Il Parito democratico, a detta di Veltroni, farà un'opposizione "che vigilerà sul fatto che venga realizzato ciò che è stato proposto in campagna elettorale" e "discuterà con le altre forze di opposizione, in particolare con l'Udc, con la quale ci auguriamo di avviare un confronto".
Ma non solo. Ha infatti aggiunto il leader del Pd: "Speriamo di poter avviare un confronto di opposizione anche con le forze non entrate in Parlamento e questo non solo è importante per noi ma anche per la democrazia". Veltroni ha sostenuto che l'assenza della sinistra dal Parlamento "è un limite, un errore" ma che non ci sarà da parte del Pd nessuna confluenza. "Non ci proponiamo di rappresentare in parlamento ciò che non c'è in parlamento anche perché noi abbiamo una vocazione riformista e così continueremo''.

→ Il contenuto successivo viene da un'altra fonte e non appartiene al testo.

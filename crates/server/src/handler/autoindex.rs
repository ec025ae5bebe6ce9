//! HTML directory listings.

use std::fs;
use std::io;
use std::path::Path;

use crate::handler::path::percent_encode;

/// Renders the listing of `dir`, served at `request_path` (slash-terminated).
pub fn render(dir: &Path, request_path: &str) -> io::Result<String> {
    let mut entries = Vec::new();
    for entry in fs::read_dir(dir)? {
        let entry = entry?;
        let name = entry.file_name().to_string_lossy().into_owned();
        let is_dir = entry.file_type()?.is_dir();
        entries.push((is_dir, name));
    }
    // directories first, then by name
    entries.sort_by(|a, b| b.0.cmp(&a.0).then_with(|| a.1.cmp(&b.1)));

    let title = escape_html(request_path);
    let mut page = format!("<!DOCTYPE html>\n<html>\n<head><title>Index of {title}</title></head>\n<body>\n<h1>Index of {title}</h1>\n<hr>\n<ul>\n");

    if request_path != "/" {
        page.push_str("<li><a href=\"../\">../</a></li>\n");
    }

    for (is_dir, name) in entries {
        let suffix = if is_dir { "/" } else { "" };
        let href = percent_encode(&name);
        page.push_str(&format!("<li><a href=\"{href}{suffix}\">{}{suffix}</a></li>\n", escape_html(&name)));
    }

    page.push_str("</ul>\n<hr>\n</body>\n</html>\n");
    Ok(page)
}

fn escape_html(text: &str) -> String {
    let mut escaped = String::with_capacity(text.len());
    for c in text.chars() {
        match c {
            '&' => escaped.push_str("&amp;"),
            '<' => escaped.push_str("&lt;"),
            '>' => escaped.push_str("&gt;"),
            '"' => escaped.push_str("&quot;"),
            '\'' => escaped.push_str("&#39;"),
            c => escaped.push(c),
        }
    }
    escaped
}

#[cfg(test)]
mod tests {
    use super::*;

    #[test]
    fn lists_directories_first() {
        let dir = tempfile::tempdir().unwrap();
        fs::write(dir.path().join("b.txt"), "").unwrap();
        fs::write(dir.path().join("a <x>.txt"), "").unwrap();
        fs::create_dir(dir.path().join("zeta")).unwrap();

        let page = render(dir.path(), "/files/").unwrap();

        let zeta = page.find("zeta/").unwrap();
        let a = page.find("a &lt;x&gt;.txt").unwrap();
        let b = page.find(">b.txt<").unwrap();
        assert!(zeta < a && a < b);
        assert!(page.contains("href=\"a%20%3Cx%3E.txt\""));
        assert!(page.contains("<title>Index of /files/</title>"));
        assert!(page.contains("href=\"../\""));
    }

    #[test]
    fn root_has_no_parent_link() {
        let dir = tempfile::tempdir().unwrap();
        let page = render(dir.path(), "/").unwrap();
        assert!(!page.contains("../"));
    }
}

Quindi il capitolo Lega. ''C'è un malessere su temi come le tasse e gli immigrati e la Lega si è giovato di questo. Quello che è importante - afferma Veltroni - è che nel nord abbiamo invertito una tendenza. Abbiamo impostato un lavoro che ha cominciato a farsi strada, ma ci vorrà del tempo con il radicamento del Pd dentro il cuore della società italiana''.